The country’s highest judge believes access to justice is “of the essence in a civilised society”.
Lord Neuberger made his latest criticism of the Government’s £400m legal aid cuts at a lecture in London this week.
Changes in civil legal aid, which came in to effect last month, mean divorce, employment, family issues, clinical negligence and housing cases are no longer eligible for public funding.
The Government hopes the move will slash the reported annual £2 billion legal aid but Lord Neuberger thinks “disadvantaged” people may be forced to represent themselves in court.
He said: “There are plenty of claims which are small and important to the citizen concerned, and there are even quite a few claims which are small but important to society.
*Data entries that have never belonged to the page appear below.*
//! Credit ledger operations on top of a [`BillingProvider`].
//!
//! Every write that carries a [`TriggeringEvent`] goes through the same
//! guard: the last [`IDEMPOTENCY_LOOKBACK`] balance transactions are listed
//! and the write is skipped when one of them already carries the event id.
//! The provider additionally receives an idempotency key, so two concurrent
//! deliveries of the same event collapse into one transaction at Stripe.

use std::sync::Arc;

use serde::Serialize;

use agent_billing_core::{
    consume_amount, find_applied, grant_amount, BillingCustomer, BillingError, CustomerId,
    GrantOutcome, LedgerEntry, NewLedgerEntry, PlanCatalog, PlanDetails, TriggeringEvent, UserId,
    IDEMPOTENCY_LOOKBACK, INITIAL_CREDITS_CENTS, INITIAL_CREDITS_GRANTED_KEY,
    PLAN_ID_METADATA_KEY, SUBSCRIPTION_STATUS_METADATA_KEY,
};

use crate::provider::{BillingProvider, CheckoutKind, CheckoutLink, CheckoutRequest, ProviderError};

/// Smallest credit top-up, in cents ($5).
pub const MIN_TOP_UP_CENTS: i64 = 500;

/// Largest credit top-up, in cents ($1000).
pub const MAX_TOP_UP_CENTS: i64 = 100_000;

/// Default number of transactions returned by [`CreditLedger::list_transactions`].
pub const DEFAULT_TRANSACTION_LIMIT: u32 = 20;

/// Errors from ledger operations.
#[derive(Debug, thiserror::Error)]
pub enum LedgerError {
    /// Domain validation failed.
    #[error(transparent)]
    Billing(#[from] BillingError),

    /// The billing provider failed.
    #[error(transparent)]
    Provider(#[from] ProviderError),
}

/// A customer's balance.
#[derive(Debug, Clone, PartialEq, Eq, Serialize)]
pub struct CreditBalance {
    /// Billing customer.
    pub customer_id: CustomerId,
    /// Raw Stripe balance (negative = credit available).
    pub balance_cents: i64,
    /// Credits the customer can spend.
    pub available_credits_cents: i64,
}

impl From<&BillingCustomer> for CreditBalance {
    fn from(customer: &BillingCustomer) -> Self {
        Self {
            customer_id: customer.id.clone(),
            balance_cents: customer.balance_cents,
            available_credits_cents: customer.available_credits(),
        }
    }
}

/// Result of a sufficient-balance check.
#[derive(Debug, Clone, PartialEq, Eq, Serialize)]
pub struct BalanceCheck {
    /// Credits the customer can spend.
    pub available_credits_cents: i64,
    /// Credits the caller intends to spend.
    pub required_cents: i64,
    /// Whether the available credits cover the requirement.
    pub sufficient: bool,
}

/// Redirect targets for hosted checkout.
#[derive(Debug, Clone, PartialEq, Eq)]
pub struct CheckoutUrls {
    /// Where the customer lands after paying.
    pub success_url: String,
    /// Where the customer lands after cancelling.
    pub cancel_url: String,
}

/// Idempotent credit ledger for platform users.
pub struct CreditLedger {
    provider: Arc<dyn BillingProvider>,
    catalog: PlanCatalog,
}

impl CreditLedger {
    /// Create a ledger over a billing provider and plan catalog.
    #[must_use]
    pub fn new(provider: Arc<dyn BillingProvider>, catalog: PlanCatalog) -> Self {
        Self { provider, catalog }
    }

    /// The plan catalog in use.
    #[must_use]
    pub const fn catalog(&self) -> &PlanCatalog {
        &self.catalog
    }

    /// Find the customer linked to `user_id`, creating it when absent.
    pub async fn get_or_create_customer(
        &self,
        user_id: &UserId,
        email: Option<&str>,
    ) -> Result<BillingCustomer, LedgerError> {
        if let Some(customer) = self.provider.find_customer_by_user(user_id).await? {
            return Ok(customer);
        }

        let customer = self.provider.create_customer(user_id, email).await?;
        tracing::info!(
            user_id = %user_id,
            customer_id = %customer.id,
            "Created billing customer"
        );
        Ok(customer)
    }

    /// Current balance of the user's customer.
    pub async fn get_balance(&self, user_id: &UserId) -> Result<CreditBalance, LedgerError> {
        let customer = self.get_or_create_customer(user_id, None).await?;
        Ok(CreditBalance::from(&customer))
    }

    /// Whether the user can spend `required_cents`.
    pub async fn check_balance(
        &self,
        user_id: &UserId,
        required_cents: i64,
    ) -> Result<BalanceCheck, LedgerError> {
        if required_cents < 0 {
            return Err(BillingError::InvalidAmount(format!(
                "required amount must not be negative, got {required_cents}"
            ))
            .into());
        }

        let balance = self.get_balance(user_id).await?;
        Ok(BalanceCheck {
            available_credits_cents: balance.available_credits_cents,
            required_cents,
            sufficient: balance.available_credits_cents >= required_cents,
        })
    }

    /// Charge credits for an agent interaction.
    ///
    /// Consumption is not blocked by an insufficient balance; callers that
    /// need a hard stop use [`CreditLedger::check_balance`] first. When an
    /// interaction id is given, repeated calls for it are no-ops.
    pub async fn consume_credits(
        &self,
        user_id: &UserId,
        amount_cents: i64,
        interaction_id: Option<&str>,
    ) -> Result<GrantOutcome, LedgerError> {
        let amount = consume_amount(amount_cents)?;
        let customer = self.get_or_create_customer(user_id, None).await?;

        let outcome = self
            .write_once(NewLedgerEntry {
                customer_id: customer.id.clone(),
                amount_cents: amount,
                description: "Agent interaction".to_string(),
                event: interaction_id.map(TriggeringEvent::agent_interaction),
            })
            .await?;

        if customer.available_credits() < amount_cents {
            tracing::warn!(
                user_id = %user_id,
                customer_id = %customer.id,
                available = customer.available_credits(),
                consumed = amount_cents,
                "Consumption exceeded available credits"
            );
        }

        Ok(outcome)
    }

    /// Grant the one-time signup credits.
    ///
    /// The customer metadata flag is checked first and set after the write.
    /// A crash between the two is covered by the ledger guard on retry.
    pub async fn grant_initial_credits(&self, user_id: &UserId) -> Result<GrantOutcome, LedgerError> {
        let customer = self.get_or_create_customer(user_id, None).await?;
        if customer.initial_credits_granted() {
            tracing::debug!(customer_id = %customer.id, "Initial credits already granted");
            return Ok(GrantOutcome::AlreadyApplied { existing_id: None });
        }

        let outcome = self
            .write_once(NewLedgerEntry {
                customer_id: customer.id.clone(),
                amount_cents: grant_amount(INITIAL_CREDITS_CENTS)?,
                description: "Initial credits".to_string(),
                event: Some(TriggeringEvent::initial_credits(&customer.id)),
            })
            .await?;

        self.provider
            .update_customer_metadata(&customer.id, &[(INITIAL_CREDITS_GRANTED_KEY, "true")])
            .await?;

        Ok(outcome)
    }

    /// Grant a plan's monthly credits for a paid invoice.
    pub async fn grant_monthly_credits(
        &self,
        customer_id: &CustomerId,
        invoice_id: &str,
        plan: &PlanDetails,
    ) -> Result<GrantOutcome, LedgerError> {
        self.write_once(NewLedgerEntry {
            customer_id: customer_id.clone(),
            amount_cents: grant_amount(plan.credits_in_usd_cents)?,
            description: format!("{} plan monthly credits", plan.name),
            event: Some(TriggeringEvent::monthly_credits(invoice_id)),
        })
        .await
    }

    /// Grant credits bought through a completed checkout session.
    pub async fn grant_purchased_credits(
        &self,
        customer_id: &CustomerId,
        session_id: &str,
        credits_cents: i64,
    ) -> Result<GrantOutcome, LedgerError> {
        self.write_once(NewLedgerEntry {
            customer_id: customer_id.clone(),
            amount_cents: grant_amount(credits_cents)?,
            description: "Credit purchase".to_string(),
            event: Some(TriggeringEvent::credit_purchase(session_id)),
        })
        .await
    }

    /// Most recent ledger entries for the user, newest first.
    pub async fn list_transactions(
        &self,
        user_id: &UserId,
        limit: u32,
    ) -> Result<Vec<LedgerEntry>, LedgerError> {
        let customer = self.get_or_create_customer(user_id, None).await?;
        let limit = limit.clamp(1, IDEMPOTENCY_LOOKBACK);
        Ok(self
            .provider
            .list_balance_transactions(&customer.id, limit)
            .await?)
    }

    /// Start a hosted checkout for a plan subscription.
    pub async fn create_subscription_checkout(
        &self,
        user_id: &UserId,
        plan_id: &str,
        urls: CheckoutUrls,
    ) -> Result<CheckoutLink, LedgerError> {
        let plan = self
            .catalog
            .get(plan_id)
            .ok_or_else(|| BillingError::UnknownPlan(plan_id.to_string()))?;
        let kind = CheckoutKind::Subscription {
            plan_id: plan.id.clone(),
            price_id: plan.price_id.clone(),
        };
        self.checkout(user_id, kind, urls).await
    }

    /// Start a hosted checkout for a one-time credit top-up.
    pub async fn create_credit_checkout(
        &self,
        user_id: &UserId,
        amount_cents: i64,
        urls: CheckoutUrls,
    ) -> Result<CheckoutLink, LedgerError> {
        if !(MIN_TOP_UP_CENTS..=MAX_TOP_UP_CENTS).contains(&amount_cents) {
            return Err(BillingError::InvalidAmount(format!(
                "top-up must be between {MIN_TOP_UP_CENTS} and {MAX_TOP_UP_CENTS} cents, got {amount_cents}"
            ))
            .into());
        }

        // Credits are 1:1 with the amount paid.
        let kind = CheckoutKind::CreditPurchase {
            amount_cents,
            credits_cents: amount_cents,
        };
        self.checkout(user_id, kind, urls).await
    }

    /// Record the customer's subscription plan and status.
    ///
    /// `plan_id = None` clears the stored plan.
    pub async fn record_subscription(
        &self,
        customer_id: &CustomerId,
        plan_id: Option<&str>,
        status: &str,
    ) -> Result<BillingCustomer, LedgerError> {
        let customer = self
            .provider
            .update_customer_metadata(
                customer_id,
                &[
                    (PLAN_ID_METADATA_KEY, plan_id.unwrap_or_default()),
                    (SUBSCRIPTION_STATUS_METADATA_KEY, status),
                ],
            )
            .await?;

        tracing::info!(
            customer_id = %customer_id,
            plan_id = ?plan_id,
            status = %status,
            "Recorded subscription state"
        );
        Ok(customer)
    }

    async fn checkout(
        &self,
        user_id: &UserId,
        kind: CheckoutKind,
        urls: CheckoutUrls,
    ) -> Result<CheckoutLink, LedgerError> {
        let customer = self.get_or_create_customer(user_id, None).await?;
        let link = self
            .provider
            .create_checkout_session(&CheckoutRequest {
                customer_id: customer.id,
                user_id: user_id.clone(),
                kind,
                success_url: urls.success_url,
                cancel_url: urls.cancel_url,
            })
            .await?;

        tracing::info!(
            user_id = %user_id,
            session_id = %link.session_id,
            "Checkout session created"
        );
        Ok(link)
    }

    /// Append an entry unless its triggering event was already applied.
    async fn write_once(&self, entry: NewLedgerEntry) -> Result<GrantOutcome, LedgerError> {
        if let Some(event) = &entry.event {
            let recent = self
                .provider
                .list_balance_transactions(&entry.customer_id, IDEMPOTENCY_LOOKBACK)
                .await?;

            if let Some(existing) = find_applied(&recent, &event.id) {
                tracing::info!(
                    customer_id = %entry.customer_id,
                    event_id = %event.id,
                    event_type = %event.event_type,
                    existing_id = %existing.id,
                    "Triggering event already applied, skipping"
                );
                return Ok(GrantOutcome::AlreadyApplied {
                    existing_id: Some(existing.id.clone()),
                });
            }
        }

        let written = self.provider.create_balance_transaction(&entry).await?;
        tracing::info!(
            customer_id = %entry.customer_id,
            transaction_id = %written.id,
            amount_cents = written.amount_cents,
            ending_balance_cents = written.ending_balance_cents,
            event_id = ?entry.event.as_ref().map(|e| e.id.as_str()),
            "Ledger entry written"
        );
        Ok(GrantOutcome::Granted { entry: written })
    }
}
“In a sense, every genuine claim is important, because every citizen should be able to bring his or her case to court, and without legal aid many people are prevented from doing so, or seriously disadvantaged when they do so.
“I appreciate that pressures on government finances are very great, but access to justice is of the essence in a civilised society.”
However, Lord Neuberger has called upon lawyers to do more to adapt to the changes.
He said: “I appreciate that many may feel that the irreducible minimum is fast approaching or has even been reached, but, rather than talking about the end of the bar, barristers and other advocates should be working out how to ensure it survives.
“Of all professions, advocates should be able to adapt to realities, and to live through the present vicissitudes, so that, when the financial situation improves, advocates will be able to say, like Abbe Sieyes, when asked what he had done during the French Revolution, “J’ai vécu”, I survived.”